Luigi Einaudi e la gioia della civiltà liberale, del confronto e delle idee diverse

Luigi Einaudi e la gioia della civiltà liberale, del confronto e delle idee diverse

Perché non possiamo non dirci einaudiani nella nuova stagione fanatica del twittarolismo aggressivo

Dal discorso di investitura di Luigi Einaudi alla presidenza della Repubblica, ecco un brano letto da Giuseppe Benedetto, presidente della Fondazione Einaudi, durante una commemorazione einaudiana: “Nelle vostre discussioni, signori del Parlamento, è la vita vera, la vita medesima delle istituzioni che ci siamo liberamente date. E se v’ha una ragione di rimpianto nel separarmi per vostra volontà da voi è questa: di non poter più partecipare ai dibattiti, dai quali soltanto nasce la volontà comune, e di non poter più sentire la gioia, una delle più pure che cuore umano possa provare, di essere costretti a poco a poco dalle argomentazioni altrui a confessare a sé stessi di avere in tutto o in parte torto. E di accettare, facendola propria, l’opinione di uomini più saggi di noi”.

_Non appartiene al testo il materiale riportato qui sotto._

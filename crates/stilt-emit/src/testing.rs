//! Shared fixtures for tests.
//!
//! There is no parser in this workspace, so tests build programs by hand:
//! the arena is built through `stilt_ast` constructors, and a
//! `ProgramBuilder` owns the semantic tables the external pipeline would
//! normally populate, handing out a `Checker` over them.

use once_cell::sync::Lazy;
use rustc_hash::FxHashMap;

use stilt_ast::{NodeArena, NodeId, NodeKind, SourceFile};
use stilt_common::{Diagnostic, TranslatorHost, TranslatorOptions};
use stilt_sema::{
    Checker, NodeSymbolMap, Symbol, SymbolArena, SymbolId, TypeId, TypeInterner,
};

pub static DEFAULT_OPTIONS: Lazy<TranslatorOptions> = Lazy::new(|| TranslatorOptions {
    log_warnings: true,
    ..TranslatorOptions::default()
});

/// Host with a dotted-path module naming scheme.
pub struct TestHost {
    pub options: TranslatorOptions,
}

impl TestHost {
    pub fn new() -> Self {
        TestHost {
            options: DEFAULT_OPTIONS.clone(),
        }
    }

    pub fn with_options(options: TranslatorOptions) -> Self {
        TestHost { options }
    }
}

impl Default for TestHost {
    fn default() -> Self {
        TestHost::new()
    }
}

impl TranslatorHost for TestHost {
    fn path_to_module_name(&self, _importer_path: &str, imported_path: &str) -> String {
        imported_path
            .trim_start_matches("./")
            .trim_end_matches(".ts")
            .replace('/', ".")
    }

    fn options(&self) -> &TranslatorOptions {
        &self.options
    }

    fn log_warning(&self, _diag: &Diagnostic) {}
}

/// Wrap statements into a `SourceFile` node.
pub fn source_file(arena: &mut NodeArena, statements: Vec<NodeId>) -> NodeId {
    let file_name = arena.file_name.clone();
    arena.synth(NodeKind::SourceFile(Box::new(SourceFile {
        file_name,
        statements,
        is_declaration_file: false,
    })))
}

/// The semantic tables a checked program carries, kept separate from the
/// arena so the transformer can take the arena mutably while the checker
/// reads these.
#[derive(Default)]
pub struct ProgramBuilder {
    pub symbols: SymbolArena,
    pub types: TypeInterner,
    pub node_symbols: NodeSymbolMap,
    pub node_types: FxHashMap<u32, TypeId>,
    pub symbol_types: FxHashMap<SymbolId, TypeId>,
}

impl ProgramBuilder {
    pub fn new() -> Self {
        ProgramBuilder::default()
    }

    pub fn checker(&self) -> Checker<'_> {
        Checker::new(
            &self.symbols,
            &self.types,
            &self.node_symbols,
            &self.node_types,
            &self.symbol_types,
        )
    }

    pub fn declare_symbol(&mut self, flags: u32, name: &str) -> SymbolId {
        self.symbols.alloc(Symbol::new(flags, name))
    }

    /// A symbol declared in another module; type references to it go
    /// through a forward declare.
    pub fn declare_foreign_symbol(&mut self, flags: u32, name: &str, module: &str) -> SymbolId {
        let mut symbol = Symbol::new(flags, name);
        symbol.module_path = Some(module.to_string());
        self.symbols.alloc(symbol)
    }

    pub fn set_node_type(&mut self, node: NodeId, type_id: TypeId) {
        self.node_types.insert(node.0, type_id);
    }

    pub fn set_node_symbol(&mut self, node: NodeId, symbol: SymbolId) {
        self.node_symbols.set(node, symbol);
    }

    pub fn set_symbol_type(&mut self, symbol: SymbolId, type_id: TypeId) {
        self.symbol_types.insert(symbol, type_id);
    }

    /// Mark a declaration as belonging to a symbol (both directions).
    pub fn add_declaration(&mut self, symbol: SymbolId, node: NodeId) {
        if let Some(sym) = self.symbols.get_mut(symbol) {
            sym.declarations.push(node);
        }
        self.node_symbols.set(node, symbol);
    }
}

E’ un brano meraviglioso, un reperto della civiltà liberale oramai in via di estinzione, schiacciato dalla nuova intolleranza, dall’incapacità di discutere, dalla refrattarietà al metodo del libero conflitto delle idee. La grandezza dell’”essere costretti dalle argomentazioni altrui a confessare a sé stessi di avere in tutto o in parte torto” è letteralmente incomprensibile nella nuova stagione fanatica e ignorante del twittarolismo aggressivo surrogato della discussione, nell’insofferenza per il dissenso, per il pensiero divergente, per l’opinione anche terribilmente sgradevole, per l’integralismo che sostituisce il confronto delle idee con il coro dell’indignazione e che demonizza chi non la pensa come noi e ne teme l’infezione morale. Ecco perché bisogna essere orgogliosi del grande liberale che Einaudi è stato. E perché non possiamo non dirci einaudiani. Nel senso di Luigi.